* [Supplied material]:
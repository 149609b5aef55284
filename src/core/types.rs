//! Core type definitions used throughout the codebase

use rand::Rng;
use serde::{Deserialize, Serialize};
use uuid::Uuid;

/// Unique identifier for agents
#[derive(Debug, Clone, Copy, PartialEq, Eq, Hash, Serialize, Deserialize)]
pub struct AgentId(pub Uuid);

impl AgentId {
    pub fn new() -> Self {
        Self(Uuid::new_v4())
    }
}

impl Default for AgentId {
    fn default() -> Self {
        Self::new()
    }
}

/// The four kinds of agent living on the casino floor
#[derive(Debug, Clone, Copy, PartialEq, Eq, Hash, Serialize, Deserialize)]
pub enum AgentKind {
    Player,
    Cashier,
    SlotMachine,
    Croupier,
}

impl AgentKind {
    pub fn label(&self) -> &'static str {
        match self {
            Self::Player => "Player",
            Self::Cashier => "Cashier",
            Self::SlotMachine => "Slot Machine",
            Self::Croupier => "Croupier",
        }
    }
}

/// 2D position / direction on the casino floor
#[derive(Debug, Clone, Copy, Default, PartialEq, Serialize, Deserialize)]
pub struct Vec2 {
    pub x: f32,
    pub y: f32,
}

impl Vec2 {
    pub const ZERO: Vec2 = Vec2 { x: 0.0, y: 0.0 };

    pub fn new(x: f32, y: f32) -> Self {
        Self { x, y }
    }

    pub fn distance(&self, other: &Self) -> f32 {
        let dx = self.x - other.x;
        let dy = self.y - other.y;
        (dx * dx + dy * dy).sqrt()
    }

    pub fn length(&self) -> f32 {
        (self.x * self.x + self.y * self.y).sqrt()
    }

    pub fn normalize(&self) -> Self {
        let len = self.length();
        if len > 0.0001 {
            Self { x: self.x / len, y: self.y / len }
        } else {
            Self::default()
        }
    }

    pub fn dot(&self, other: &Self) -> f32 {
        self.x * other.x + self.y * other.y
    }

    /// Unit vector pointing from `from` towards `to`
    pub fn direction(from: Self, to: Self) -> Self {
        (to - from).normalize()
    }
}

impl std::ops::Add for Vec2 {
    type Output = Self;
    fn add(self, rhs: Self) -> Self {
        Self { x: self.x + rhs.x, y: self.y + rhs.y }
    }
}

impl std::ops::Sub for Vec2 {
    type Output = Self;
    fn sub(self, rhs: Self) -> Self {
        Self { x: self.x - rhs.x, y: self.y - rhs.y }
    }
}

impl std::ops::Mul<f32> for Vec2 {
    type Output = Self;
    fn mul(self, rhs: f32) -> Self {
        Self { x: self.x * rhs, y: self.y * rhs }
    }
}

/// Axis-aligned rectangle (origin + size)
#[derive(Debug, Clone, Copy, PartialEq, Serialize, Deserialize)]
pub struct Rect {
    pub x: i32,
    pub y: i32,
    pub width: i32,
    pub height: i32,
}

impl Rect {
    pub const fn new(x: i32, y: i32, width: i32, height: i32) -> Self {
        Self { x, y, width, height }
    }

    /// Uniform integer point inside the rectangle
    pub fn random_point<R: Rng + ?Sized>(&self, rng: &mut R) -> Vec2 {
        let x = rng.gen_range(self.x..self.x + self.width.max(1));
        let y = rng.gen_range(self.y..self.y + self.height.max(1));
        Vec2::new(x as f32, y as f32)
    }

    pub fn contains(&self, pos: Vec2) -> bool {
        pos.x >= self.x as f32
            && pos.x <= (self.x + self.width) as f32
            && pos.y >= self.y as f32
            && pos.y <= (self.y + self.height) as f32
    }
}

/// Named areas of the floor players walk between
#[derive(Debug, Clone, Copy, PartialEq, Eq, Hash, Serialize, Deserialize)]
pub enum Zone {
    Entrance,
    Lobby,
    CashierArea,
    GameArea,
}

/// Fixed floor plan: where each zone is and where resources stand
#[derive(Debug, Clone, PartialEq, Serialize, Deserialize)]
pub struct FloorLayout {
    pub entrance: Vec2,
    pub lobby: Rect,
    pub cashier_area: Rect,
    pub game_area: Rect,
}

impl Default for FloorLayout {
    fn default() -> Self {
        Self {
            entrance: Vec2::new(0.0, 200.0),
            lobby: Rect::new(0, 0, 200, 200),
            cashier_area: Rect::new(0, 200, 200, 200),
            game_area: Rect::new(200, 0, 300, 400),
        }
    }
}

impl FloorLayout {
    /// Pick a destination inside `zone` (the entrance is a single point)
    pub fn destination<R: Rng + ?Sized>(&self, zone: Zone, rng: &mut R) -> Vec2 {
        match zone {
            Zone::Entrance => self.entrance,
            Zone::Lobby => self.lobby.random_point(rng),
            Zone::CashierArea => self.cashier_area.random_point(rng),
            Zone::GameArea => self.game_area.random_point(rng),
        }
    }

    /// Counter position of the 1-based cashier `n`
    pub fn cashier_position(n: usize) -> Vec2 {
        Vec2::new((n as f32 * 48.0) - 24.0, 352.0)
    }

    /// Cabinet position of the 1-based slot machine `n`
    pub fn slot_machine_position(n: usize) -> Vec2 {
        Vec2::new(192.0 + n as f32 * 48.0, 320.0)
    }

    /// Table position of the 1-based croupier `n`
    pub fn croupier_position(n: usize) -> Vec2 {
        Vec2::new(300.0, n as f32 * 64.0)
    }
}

* [Problem description]: Please write the entries out again exactly as they stand.

* [Exercise answer]:
repository 149609b5aef55284
filename src/core/types.rs
//! Core type definitions used throughout the codebase

use rand::Rng;
use serde::{Deserialize, Serialize};
use uuid::Uuid;

/// Unique identifier for agents
#[derive(Debug, Clone, Copy, PartialEq, Eq, Hash, Serialize, Deserialize)]
pub struct AgentId(pub Uuid);

impl AgentId {
    pub fn new() -> Self {
        Self(Uuid::new_v4())
    }
}

impl Default for AgentId {
    fn default() -> Self {
        Self::new()
    }
}

/// The four kinds of agent living on the casino floor
#[derive(Debug, Clone, Copy, PartialEq, Eq, Hash, Serialize, Deserialize)]
pub enum AgentKind {
    Player,
    Cashier,
    SlotMachine,
    Croupier,
}

impl AgentKind {
    pub fn label(&self) -> &'static str {
        match self {
            Self::Player => "Player",
            Self::Cashier => "Cashier",
            Self::SlotMachine => "Slot Machine",
            Self::Croupier => "Croupier",
        }
    }
}

/// 2D position / direction on the casino floor
#[derive(Debug, Clone, Copy, Default, PartialEq, Serialize, Deserialize)]
pub struct Vec2 {
    pub x: f32,
    pub y: f32,
}

impl Vec2 {
    pub const ZERO: Vec2 = Vec2 { x: 0.0, y: 0.0 };

    pub fn new(x: f32, y: f32) -> Self {
        Self { x, y }
    }

    pub fn distance(&self, other: &Self) -> f32 {
        let dx = self.x - other.x;
        let dy = self.y - other.y;
        (dx * dx + dy * dy).sqrt()
    }

    pub fn length(&self) -> f32 {
        (self.x * self.x + self.y * self.y).sqrt()
    }

    pub fn normalize(&self) -> Self {
        let len = self.length();
        if len > 0.0001 {
            Self { x: self.x / len, y: self.y / len }
        } else {
            Self::default()
        }
    }

    pub fn dot(&self, other: &Self) -> f32 {
        self.x * other.x + self.y * other.y
    }

    /// Unit vector pointing from `from` towards `to`
    pub fn direction(from: Self, to: Self) -> Self {
        (to - from).normalize()
    }
}

impl std::ops::Add for Vec2 {
    type Output = Self;
    fn add(self, rhs: Self) -> Self {
        Self { x: self.x + rhs.x, y: self.y + rhs.y }
    }
}

impl std::ops::Sub for Vec2 {
    type Output = Self;
    fn sub(self, rhs: Self) -> Self {
        Self { x: self.x - rhs.x, y: self.y - rhs.y }
    }
}

impl std::ops::Mul<f32> for Vec2 {
    type Output = Self;
    fn mul(self, rhs: f32) -> Self {
        Self { x: self.x * rhs, y: self.y * rhs }
    }
}

/// Axis-aligned rectangle (origin + size)
#[derive(Debug, Clone, Copy, PartialEq, Serialize, Deserialize)]
pub struct Rect {
    pub x: i32,
    pub y: i32,
    pub width: i32,
    pub height: i32,
}

impl Rect {
    pub const fn new(x: i32, y: i32, width: i32, height: i32) -> Self {
        Self { x, y, width, height }
    }

    /// Uniform integer point inside the rectangle
    pub fn random_point<R: Rng + ?Sized>(&self, rng: &mut R) -> Vec2 {
        let x = rng.gen_range(self.x..self.x + self.width.max(1));
        let y = rng.gen_range(self.y..self.y + self.height.max(1));
        Vec2::new(x as f32, y as f32)
    }

    pub fn contains(&self, pos: Vec2) -> bool {
        pos.x >= self.x as f32
            && pos.x <= (self.x + self.width) as f32
            && pos.y >= self.y as f32
            && pos.y <= (self.y + self.height) as f32
    }
}

/// Named areas of the floor players walk between
#[derive(Debug, Clone, Copy, PartialEq, Eq, Hash, Serialize, Deserialize)]
pub enum Zone {
    Entrance,
    Lobby,
    CashierArea,
    GameArea,
}

/// Fixed floor plan: where each zone is and where resources stand
#[derive(Debug, Clone, PartialEq, Serialize, Deserialize)]
pub struct FloorLayout {
    pub entrance: Vec2,
    pub lobby: Rect,
    pub cashier_area: Rect,
    pub game_area: Rect,
}

impl Default for FloorLayout {
    fn default() -> Self {
        Self {
            entrance: Vec2::new(0.0, 200.0),
            lobby: Rect::new(0, 0, 200, 200),
            cashier_area: Rect::new(0, 200, 200, 200),
            game_area: Rect::new(200, 0, 300, 400),
        }
    }
}

impl FloorLayout {
    /// Pick a destination inside `zone` (the entrance is a single point)
    pub fn destination<R: Rng + ?Sized>(&self, zone: Zone, rng: &mut R) -> Vec2 {
        match zone {
            Zone::Entrance => self.entrance,
            Zone::Lobby => self.lobby.random_point(rng),
            Zone::CashierArea => self.cashier_area.random_point(rng),
            Zone::GameArea => self.game_area.random_point(rng),
        }
    }

    /// Counter position of the 1-based cashier `n`
    pub fn cashier_position(n: usize) -> Vec2 {
        Vec2::new((n as f32 * 48.0) - 24.0, 352.0)
    }

    /// Cabinet position of the 1-based slot machine `n`
    pub fn slot_machine_position(n: usize) -> Vec2 {
        Vec2::new(192.0 + n as f32 * 48.0, 320.0)
    }

    /// Table position of the 1-based croupier `n`
    pub fn croupier_position(n: usize) -> Vec2 {
        Vec2::new(300.0, n as f32 * 64.0)
    }
}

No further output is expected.